• **EXERCISE DETAILS**
Where a line of the records holds the string "crawl", copy that line.

• **DATA EXCERPTS**
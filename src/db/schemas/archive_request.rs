//! Archive request audit document

use bson::{doc, oid::ObjectId, DateTime, Document};
use mongodb::options::IndexOptions;
use serde::{Deserialize, Serialize};

use crate::crawl::ArchiveRequest;
use crate::db::mongo::{IntoIndexes, MutDocMeta};
use crate::db::schemas::DocMeta;

/// Collection name for archive requests
pub const ARCHIVE_REQUEST_COLLECTION: &str = "archive_requests";

#[derive(Serialize, Deserialize, Clone, Debug)]
pub struct ArchiveRequestDoc {
    #[serde(skip_serializing_if = "Option::is_none")]
    pub _id: Option<ObjectId>,

    #[serde(default)]
    pub doc_meta: DocMeta,

    pub created: DateTime,

    pub url: String,

    /// Requesting user, empty for anonymous requests
    #[serde(default)]
    pub user_id: String,
}

impl From<&ArchiveRequest> for ArchiveRequestDoc {
    fn from(request: &ArchiveRequest) -> Self {
        Self {
            _id: None,
            doc_meta: DocMeta::new(),
            created: DateTime::from_chrono(request.created),
            url: request.url.clone(),
            user_id: request.user_id.clone(),
        }
    }
}

impl IntoIndexes for ArchiveRequestDoc {
    fn into_indices() -> Vec<(Document, Option<IndexOptions>)> {
        vec![(
            doc! { "url": 1, "created": -1 },
            Some(
                IndexOptions::builder()
                    .name("url_created_index".to_string())
                    .build(),
            ),
        )]
    }
}

impl MutDocMeta for ArchiveRequestDoc {
    fn mut_doc_meta(&mut self) -> &mut DocMeta {
        &mut self.doc_meta
    }
}

#[cfg(test)]
mod tests {
    use super::*;

    #[test]
    fn test_document_from_request() {
        let request = ArchiveRequest::new("http://example.com/", "");
        let doc = ArchiveRequestDoc::from(&request);
        assert!(doc._id.is_none());
        assert_eq!(doc.created.to_chrono(), request.created);
        assert_eq!(doc.url, "http://example.com/");
        assert_eq!(doc.user_id, "");

        let stored = bson::to_document(&doc).unwrap();
        assert!(stored.get_datetime("created").is_ok());
        assert!(!stored.contains_key("_id"));
    }
}
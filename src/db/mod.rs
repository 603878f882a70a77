//! MongoDB persistence
//!
//! Collections:
//! - `metadata`: ledger records (`MongoMetadataStore`)
//! - `archive_requests`: archive audit log (`MongoArchiveLog`)
//! - `subprimers`: archiving allow-list (`SubprimerPolicy`)

pub mod crawl;
pub mod ledger;
pub mod mongo;
pub mod schemas;

pub use crawl::{MongoArchiveLog, SubprimerPolicy};
pub use ledger::MongoMetadataStore;
pub use mongo::{IntoIndexes, MongoClient, MongoCollection, MutDocMeta};
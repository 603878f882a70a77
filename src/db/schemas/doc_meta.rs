//! Bookkeeping fields shared by every document
//!
//! Tracks creation, update, and soft deletion timestamps.

use bson::DateTime;
use serde::{Deserialize, Serialize};

#[derive(Serialize, Deserialize, Clone, Debug, Default, PartialEq)]
pub struct DocMeta {
    /// Whether this document has been soft-deleted
    #[serde(default)]
    pub is_deleted: bool,

    #[serde(skip_serializing_if = "Option::is_none")]
    pub deleted_at: Option<DateTime>,

    #[serde(skip_serializing_if = "Option::is_none")]
    pub updated_at: Option<DateTime>,

    #[serde(skip_serializing_if = "Option::is_none")]
    pub created_at: Option<DateTime>,
}

impl DocMeta {
    /// Bookkeeping for a document created now
    pub fn new() -> Self {
        Self {
            is_deleted: false,
            deleted_at: None,
            updated_at: Some(DateTime::now()),
            created_at: Some(DateTime::now()),
        }
    }
}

• **RESULT FOR THIS EXERCISE**
use crate::crawl::ArchiveRequest;
pub mod crawl;
pub use crawl::{MongoArchiveLog, SubprimerPolicy};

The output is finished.